Your instructions: Check each line of the material below, and copy it if it holds the string "names".

* * * * * * *

//! Functional and logic languages

use once_cell::sync::Lazy;
use regex::{Regex, RegexSet};

use crate::context::DetectionContext;
use crate::detectors::scoring::{Scorecard, Signal, Weight::*, count_matches, pattern, pattern_set};

/// Elm shares Haskell's module and signature syntax
static ELM_TELLS: Lazy<RegexSet> = Lazy::new(|| {
    pattern_set(&[
        r"(?m)^\s*(port\s+)?module\s+[A-Z][\w.]*\s+exposing\b",
        r"(?m)^\s*import\s+[A-Z][\w.]*(\s+as\s+\w+)?\s+exposing\b",
        r"(?m)^\s*type\s+alias\s+\w+",
        r":\s*Html\s+\w+",
        r"\bBrowser\.(sandbox|element|document|application)\b",
    ])
});

static HASKELL_SIGNALS: Lazy<Scorecard> = Lazy::new(|| {
    Scorecard::compile(
        "haskell",
        &[
            Signal::new(r"(?m)^module\s+[A-Z][\w.]*(\s*\([^)]*\))?\s+where\s*$", Decisive),
            Signal::new(r"(?m)^import\s+(qualified\s+)?[A-Z][\w.]*", Strong),
            Signal::new(r"(?m)^[a-z]\w*'?\s*::\s*.+", Strong),
            Signal::new(r"(?m)^data\s+[A-Z]\w*.*=", Strong),
            Signal::new(r"\bderiving\s*\(?\s*(Show|Eq|Ord|Generic)", Decisive),
            Signal::new(r"(?m)^main\s*=\s*do\b", Decisive),
            Signal::new(r"\b(putStrLn|mapM_|foldr|foldl'?|fmap)\b", Strong),
            Signal::new(r"\w+\s*<-\s*\w", Weak),
            Signal::new(r"(?m)^\s*where\s*$", Weak),
            Signal::new(r"\binstance\s+[A-Z]\w*\s+\w+.*\bwhere\b", Strong),
            Signal::new(r"\\\w+\s*->", Weak),
        ],
    )
});

static ELIXIR_SIGNALS: Lazy<Scorecard> = Lazy::new(|| {
    Scorecard::compile(
        "elixir",
        &[
            Signal::new(r"(?m)^\s*defmodule\s+[A-Z][\w.]*\s+do\s*$", Decisive),
            Signal::new(r"(?m)^\s*defp?\s+\w+[?!]?(\([^)]*\))?\s*(when\s+.+)?\s*do\s*$", Strong),
            Signal::new(r"\|>", Strong),
            Signal::new(r"%\{", Weak),
            Signal::new(r"\bIO\.(puts|inspect)\b", Strong),
            Signal::new(r",\s*do:\s", Strong),
            Signal::new(r"\bfn\s+[\w, ]*->", Strong),
            Signal::new(r"(?m)^\s*end\s*$", Weak),
            Signal::new(r"(?m)^\s*(use|alias|import|require)\s+[A-Z][\w.]*", Weak),
            Signal::new(r"\{:(ok|error),", Strong),
        ],
    )
});

static ERLANG_SIGNALS: Lazy<Scorecard> = Lazy::new(|| {
    Scorecard::compile(
        "erlang",
        &[
            Signal::new(r"(?m)^-module\(\w+\)\.", Decisive),
            Signal::new(r"(?m)^-(export|import|record|define|include)\(", Decisive),
            Signal::new(r"(?m)^[a-z]\w*\([^)]*\)\s*(when\s+.+)?->", Strong),
            Signal::new(r"\bio:format\(", Strong),
            Signal::new(r"(?m)\.\s*$", Weak),
            Signal::new(r"\b[a-z]\w*:[a-z]\w*\(", Weak),
        ],
    )
});

static LISP_FORM: Lazy<Regex> = Lazy::new(|| pattern(r"(?m)^\s*\(\w"));

static RACKET_LANG: Lazy<Regex> = Lazy::new(|| pattern(r"(?m)^#lang\s+(racket|typed/racket|scheme)"));

static CLOJURE_TELLS: Lazy<RegexSet> = Lazy::new(|| {
    pattern_set(&[
        r"\((defn-?|ns|def|defmacro|defprotocol|defrecord)\s",
        r"\(fn\s*\[",
        r"(?m)\[[\w\s&]*\]\s*$",
        r"\(println\s",
        r"\(:\w+\s",
    ])
});

static SCHEME_TELLS: Lazy<RegexSet> = Lazy::new(|| {
    pattern_set(&[r"\(define\s+\(", r"\(define\s+\w", r"\(lambda\s+\(", r"\(display\s"])
});

static COMMON_LISP_TELLS: Lazy<RegexSet> = Lazy::new(|| {
    pattern_set(&[
        r"\((defun|defmacro|defvar|defparameter|setq|setf|format\s+t|let\*?\s+\(\()",
        r"(?m)^\s*;;",
    ])
});

static ML_BASE: Lazy<RegexSet> = Lazy::new(|| {
    pattern_set(&[
        r"(?m)^\s*let\s+(rec\s+|mutable\s+|inline\s+)?[\w()']+(\s+[\w()':]+)*\s*=",
        r"\bmatch\s+.+\s+with\b",
        r"\bfun\s+\w+\s*->",
    ])
});

static FSHARP_TELLS: Lazy<RegexSet> = Lazy::new(|| {
    pattern_set(&[
        r"\bprintfn\b",
        r"(?m)^\s*open\s+System\b",
        r"\[<\w+",
        r"(?m)^\s*member\s+\w+",
        r"\|>",
        r"(?m)^\s*let\s+mutable\b",
        r"(?m)^\s*module\s+\w+\s*=\s*$",
    ])
});

static OCAML_TELLS: Lazy<RegexSet> = Lazy::new(|| {
    pattern_set(&[
        r";;",
        r"\b(Printf\.printf|print_endline|print_string|List\.iter)\b",
        r"(?m)^\s*let\s+\(\)\s*=",
        r"\(\*",
        r"\bmodule\s+\w+\s*=\s*struct\b",
        r"\bbegin\b[\s\S]*\bend\b",
    ])
});

static ELM_SIGNALS: Lazy<Scorecard> = Lazy::new(|| {
    Scorecard::compile(
        "elm",
        &[
            Signal::new(r"(?m)^\s*module\s+[A-Z][\w.]*\s+exposing\b", Decisive),
            Signal::new(r"(?m)^\s*import\s+[A-Z][\w.]*(\s+as\s+\w+)?(\s+exposing\b.*)?$", Weak),
            Signal::new(r"(?m)^\s*type\s+alias\s+\w+", Decisive),
            Signal::new(r"(?m)^\s*[a-z]\w*\s*:\s*.+->", Strong),
            Signal::new(r"\bcase\s+\w+\s+of\b", Strong),
            Signal::new(r":\s*Html\s+\w+", Decisive),
        ],
    )
});

static PROLOG_SIGNALS: Lazy<Scorecard> = Lazy::new(|| {
    Scorecard::compile(
        "prolog",
        &[
            Signal::new(r"(?m)^[a-z]\w*(\([^)]*\))?\s*:-", Decisive),
            Signal::new(r"(?m)^[a-z]\w*\([^()]*\)\.\s*$", Strong),
            Signal::new(r"(?m)^\?-", Decisive),
            Signal::new(r"(?m)^:-\s*(module|use_module|dynamic|initialization)\b", Decisive),
            Signal::new(r"\b(write|writeln|nl|format|member|append)\(", Weak),
        ],
    )
});

pub fn detect_haskell(ctx: &DetectionContext<'_>) -> Option<&'static str> {
    let text = ctx.first_100_lines.as_str();
    if ELM_TELLS.is_match(text) || (ctx.has_semicolon && ctx.has_curly_braces) {
        return None;
    }
    HASKELL_SIGNALS.clears(text, 3).then_some("haskell")
}

pub fn detect_elixir(ctx: &DetectionContext<'_>) -> Option<&'static str> {
    ELIXIR_SIGNALS
        .clears(&ctx.first_100_lines, 3)
        .then_some("elixir")
}

pub fn detect_erlang(ctx: &DetectionContext<'_>) -> Option<&'static str> {
    ERLANG_SIGNALS
        .clears(&ctx.first_100_lines, 4)
        .then_some("erlang")
}

pub fn detect_lisp(ctx: &DetectionContext<'_>) -> Option<&'static str> {
    let text = ctx.first_100_lines.as_str();
    if RACKET_LANG.is_match(ctx.first_line) {
        return Some("racket");
    }
    if !text.starts_with('(') && !text.starts_with(';') {
        return None;
    }

    let opens = text.matches('(').count();
    let closes = text.matches(')').count();
    if count_matches(&LISP_FORM, text) == 0 || opens.abs_diff(closes) > opens / 4 + 2 {
        return None;
    }

    if CLOJURE_TELLS.is_match(text) {
        return Some("clojure");
    }
    if COMMON_LISP_TELLS.is_match(text) {
        return Some("lisp");
    }
    if SCHEME_TELLS.is_match(text) {
        return Some("scheme");
    }
    None
}

pub fn detect_ml(ctx: &DetectionContext<'_>) -> Option<&'static str> {
    let text = ctx.first_100_lines.as_str();
    if !ML_BASE.is_match(text) || (ctx.has_curly_braces && ctx.has_semicolon && !text.contains(";;")) {
        return None;
    }

    let fsharp = FSHARP_TELLS.matches(text).iter().count();
    let ocaml = OCAML_TELLS.matches(text).iter().count();
    match (fsharp, ocaml) {
        (0, 0) => None,
        (f, o) if f > o => Some("fsharp"),
        _ => Some("ocaml"),
    }
}

pub fn detect_elm(ctx: &DetectionContext<'_>) -> Option<&'static str> {
    ELM_SIGNALS.clears(&ctx.first_100_lines, 3).then_some("elm")
}

pub fn detect_prolog(ctx: &DetectionContext<'_>) -> Option<&'static str> {
    if ctx.has_curly_braces {
        return None;
    }
    PROLOG_SIGNALS
        .clears(&ctx.first_100_lines, 3)
        .then_some("prolog")
}
//! Core configuration types for language detection

use serde::{Deserialize, Serialize};

use crate::context::DEFAULT_SAMPLE_CHAR_LIMIT;
use crate::errors::{ConfigError, ConfigResult};
use crate::registry;

/// Settings for a [`crate::LanguageDetector`]
///
/// Missing fields in a serialized document fall back to their defaults, so
/// `{}` is a valid configuration equal to `DetectorConfig::default()`.
#[derive(Debug, Clone, PartialEq, Eq, Serialize, Deserialize)]
#[serde(default)]
pub struct DetectorConfig {
    /// Maximum number of characters detectors may inspect
    pub(crate) sample_char_limit: usize,
    /// When false only the core tier runs
    pub(crate) extended_detectors: bool,
    /// Registry names skipped during dispatch
    pub(crate) disabled_detectors: Vec<String>,
}

impl Default for DetectorConfig {
    fn default() -> Self {
        Self {
            sample_char_limit: DEFAULT_SAMPLE_CHAR_LIMIT,
            extended_detectors: true,
            disabled_detectors: Vec::new(),
        }
    }
}

impl DetectorConfig {
    /// Parse and validate a JSON configuration document
    pub fn from_json(json: &str) -> ConfigResult<Self> {
        let config: Self = serde_json::from_str(json)?;
        config.validate()?;
        Ok(config)
    }

    /// Check value ranges and detector names against the registry
    pub fn validate(&self) -> ConfigResult<()> {
        if self.sample_char_limit == 0 {
            return Err(ConfigError::InvalidSampleLimit(self.sample_char_limit));
        }

        if let Some(unknown) = self
            .disabled_detectors
            .iter()
            .find(|name| registry::find(name).is_none())
        {
            return Err(ConfigError::UnknownDetector(unknown.clone()));
        }

        Ok(())
    }
}
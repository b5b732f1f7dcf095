//! Getter methods for `DetectorConfig`

use super::types::DetectorConfig;

impl DetectorConfig {
    #[must_use]
    pub fn sample_char_limit(&self) -> usize {
        self.sample_char_limit
    }

    #[must_use]
    pub fn extended_detectors(&self) -> bool {
        self.extended_detectors
    }

    #[must_use]
    pub fn disabled_detectors(&self) -> &[String] {
        &self.disabled_detectors
    }

    /// True if the named detector is switched off by this configuration
    #[must_use]
    pub fn is_disabled(&self, name: &str) -> bool {
        self.disabled_detectors.iter().any(|d| d == name)
    }
}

* * * * * * *

Solution below:
    /// Registry names skipped during dispatch
    /// Check value ranges and detector names against the registry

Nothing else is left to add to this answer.